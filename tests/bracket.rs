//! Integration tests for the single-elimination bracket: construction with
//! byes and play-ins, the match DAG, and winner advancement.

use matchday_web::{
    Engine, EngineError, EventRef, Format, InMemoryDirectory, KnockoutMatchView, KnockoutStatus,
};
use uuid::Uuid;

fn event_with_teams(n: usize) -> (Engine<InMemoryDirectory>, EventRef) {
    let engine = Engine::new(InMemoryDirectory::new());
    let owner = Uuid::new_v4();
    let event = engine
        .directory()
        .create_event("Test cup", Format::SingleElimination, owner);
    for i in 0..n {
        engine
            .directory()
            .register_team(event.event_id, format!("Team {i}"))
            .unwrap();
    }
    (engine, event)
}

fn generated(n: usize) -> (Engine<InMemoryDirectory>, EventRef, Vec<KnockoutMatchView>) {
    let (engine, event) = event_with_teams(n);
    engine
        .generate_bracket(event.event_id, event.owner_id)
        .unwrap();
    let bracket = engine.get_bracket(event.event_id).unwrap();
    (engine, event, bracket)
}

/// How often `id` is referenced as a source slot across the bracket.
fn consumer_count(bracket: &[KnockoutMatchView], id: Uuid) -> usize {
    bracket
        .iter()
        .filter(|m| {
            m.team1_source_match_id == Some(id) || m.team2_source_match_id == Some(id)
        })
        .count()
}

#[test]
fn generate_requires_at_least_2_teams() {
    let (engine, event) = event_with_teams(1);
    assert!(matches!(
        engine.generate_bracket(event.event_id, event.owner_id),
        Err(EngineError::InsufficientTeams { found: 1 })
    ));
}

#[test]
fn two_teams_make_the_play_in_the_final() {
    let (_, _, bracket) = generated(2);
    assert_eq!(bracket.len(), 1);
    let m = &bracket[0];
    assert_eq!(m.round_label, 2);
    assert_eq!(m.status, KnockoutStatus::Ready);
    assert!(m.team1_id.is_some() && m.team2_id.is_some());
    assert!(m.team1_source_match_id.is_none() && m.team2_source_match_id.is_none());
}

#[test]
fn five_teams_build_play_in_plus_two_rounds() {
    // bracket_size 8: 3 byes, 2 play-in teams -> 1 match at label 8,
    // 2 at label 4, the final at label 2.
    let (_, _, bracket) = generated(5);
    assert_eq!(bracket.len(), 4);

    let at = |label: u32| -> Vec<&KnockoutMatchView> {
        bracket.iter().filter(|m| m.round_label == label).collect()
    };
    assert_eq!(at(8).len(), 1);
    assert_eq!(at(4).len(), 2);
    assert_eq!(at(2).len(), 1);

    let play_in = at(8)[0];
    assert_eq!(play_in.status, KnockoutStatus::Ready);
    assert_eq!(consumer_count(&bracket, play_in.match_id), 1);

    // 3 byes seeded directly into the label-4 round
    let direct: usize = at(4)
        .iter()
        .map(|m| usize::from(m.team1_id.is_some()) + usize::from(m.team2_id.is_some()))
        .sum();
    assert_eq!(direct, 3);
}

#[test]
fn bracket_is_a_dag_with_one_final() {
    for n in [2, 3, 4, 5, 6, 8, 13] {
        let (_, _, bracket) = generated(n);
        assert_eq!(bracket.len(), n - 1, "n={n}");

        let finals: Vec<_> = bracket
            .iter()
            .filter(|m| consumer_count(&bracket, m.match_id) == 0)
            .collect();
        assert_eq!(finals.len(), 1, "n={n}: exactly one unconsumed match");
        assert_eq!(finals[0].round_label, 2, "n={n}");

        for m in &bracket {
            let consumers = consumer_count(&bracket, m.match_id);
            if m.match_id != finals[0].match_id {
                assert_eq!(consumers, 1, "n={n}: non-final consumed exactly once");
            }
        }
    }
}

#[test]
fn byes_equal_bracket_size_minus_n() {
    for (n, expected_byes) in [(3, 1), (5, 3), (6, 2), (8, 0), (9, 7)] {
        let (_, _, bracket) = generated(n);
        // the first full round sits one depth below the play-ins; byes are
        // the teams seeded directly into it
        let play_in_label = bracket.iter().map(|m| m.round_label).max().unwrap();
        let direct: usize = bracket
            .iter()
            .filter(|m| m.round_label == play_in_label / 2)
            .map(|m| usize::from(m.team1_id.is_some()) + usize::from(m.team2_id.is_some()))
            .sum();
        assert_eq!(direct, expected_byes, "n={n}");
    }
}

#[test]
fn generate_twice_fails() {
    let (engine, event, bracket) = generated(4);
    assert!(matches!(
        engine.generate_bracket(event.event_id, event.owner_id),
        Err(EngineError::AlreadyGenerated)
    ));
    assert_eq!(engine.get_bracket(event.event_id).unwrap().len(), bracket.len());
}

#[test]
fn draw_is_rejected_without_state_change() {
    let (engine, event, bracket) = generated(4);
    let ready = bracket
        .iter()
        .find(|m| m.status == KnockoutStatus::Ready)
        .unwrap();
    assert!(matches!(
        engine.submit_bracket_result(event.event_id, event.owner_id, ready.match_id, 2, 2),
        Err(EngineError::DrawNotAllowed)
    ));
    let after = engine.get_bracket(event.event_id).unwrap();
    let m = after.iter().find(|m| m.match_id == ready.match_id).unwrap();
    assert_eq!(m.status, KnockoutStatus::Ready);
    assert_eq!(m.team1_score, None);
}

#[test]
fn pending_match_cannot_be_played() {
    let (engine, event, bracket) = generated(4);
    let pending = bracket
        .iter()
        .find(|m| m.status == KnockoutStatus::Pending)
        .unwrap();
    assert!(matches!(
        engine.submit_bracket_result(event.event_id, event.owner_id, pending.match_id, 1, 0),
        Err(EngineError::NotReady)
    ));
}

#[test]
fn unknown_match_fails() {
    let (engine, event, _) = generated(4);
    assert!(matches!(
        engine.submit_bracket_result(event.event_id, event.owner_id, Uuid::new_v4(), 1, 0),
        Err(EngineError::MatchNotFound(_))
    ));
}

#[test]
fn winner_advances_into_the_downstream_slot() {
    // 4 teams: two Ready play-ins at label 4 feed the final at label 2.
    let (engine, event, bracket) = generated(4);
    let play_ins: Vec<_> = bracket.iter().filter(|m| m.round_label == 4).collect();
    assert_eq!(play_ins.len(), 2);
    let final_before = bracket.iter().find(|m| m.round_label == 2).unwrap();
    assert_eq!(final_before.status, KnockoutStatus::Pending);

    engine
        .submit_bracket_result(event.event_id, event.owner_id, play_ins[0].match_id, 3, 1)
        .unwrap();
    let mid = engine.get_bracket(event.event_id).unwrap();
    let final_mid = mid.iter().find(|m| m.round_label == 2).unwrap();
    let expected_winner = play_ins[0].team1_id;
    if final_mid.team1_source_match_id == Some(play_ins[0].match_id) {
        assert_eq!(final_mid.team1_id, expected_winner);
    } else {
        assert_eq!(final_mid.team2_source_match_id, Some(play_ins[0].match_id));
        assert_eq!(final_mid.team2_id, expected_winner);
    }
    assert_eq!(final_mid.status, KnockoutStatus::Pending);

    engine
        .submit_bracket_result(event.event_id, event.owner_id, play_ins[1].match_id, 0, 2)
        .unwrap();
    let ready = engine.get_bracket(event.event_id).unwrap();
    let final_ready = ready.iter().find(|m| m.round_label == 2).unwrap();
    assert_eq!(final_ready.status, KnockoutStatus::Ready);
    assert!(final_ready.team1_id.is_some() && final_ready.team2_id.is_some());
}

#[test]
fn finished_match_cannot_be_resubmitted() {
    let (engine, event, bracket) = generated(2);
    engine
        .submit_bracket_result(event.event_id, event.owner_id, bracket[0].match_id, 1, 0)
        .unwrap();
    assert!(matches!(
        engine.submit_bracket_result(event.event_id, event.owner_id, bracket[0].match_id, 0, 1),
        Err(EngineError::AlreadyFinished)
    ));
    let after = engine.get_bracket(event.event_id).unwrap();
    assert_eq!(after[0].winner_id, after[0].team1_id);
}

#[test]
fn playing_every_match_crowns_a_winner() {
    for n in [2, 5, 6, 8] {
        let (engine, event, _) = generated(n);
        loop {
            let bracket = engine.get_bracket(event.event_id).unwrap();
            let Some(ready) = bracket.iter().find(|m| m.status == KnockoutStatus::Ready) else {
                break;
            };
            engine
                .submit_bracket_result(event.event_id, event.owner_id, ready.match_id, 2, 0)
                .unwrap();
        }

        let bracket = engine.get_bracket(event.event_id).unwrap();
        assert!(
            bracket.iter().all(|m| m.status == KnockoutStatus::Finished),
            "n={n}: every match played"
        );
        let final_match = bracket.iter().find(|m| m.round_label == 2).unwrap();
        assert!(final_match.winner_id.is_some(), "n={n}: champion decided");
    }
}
---------------
Problem details: Transcribe, with no changes, the listing above from its first line through the line with "let engine = Engine::new(InMemoryDirectory::new());", including that line, and stop once it is done.

The completed task:
filename tests/bracket.rs
//! Integration tests for the single-elimination bracket: construction with
//! byes and play-ins, the match DAG, and winner advancement.

use matchday_web::{
    Engine, EngineError, EventRef, Format, InMemoryDirectory, KnockoutMatchView, KnockoutStatus,
};
use uuid::Uuid;

fn event_with_teams(n: usize) -> (Engine<InMemoryDirectory>, EventRef) {
    let engine = Engine::new(InMemoryDirectory::new());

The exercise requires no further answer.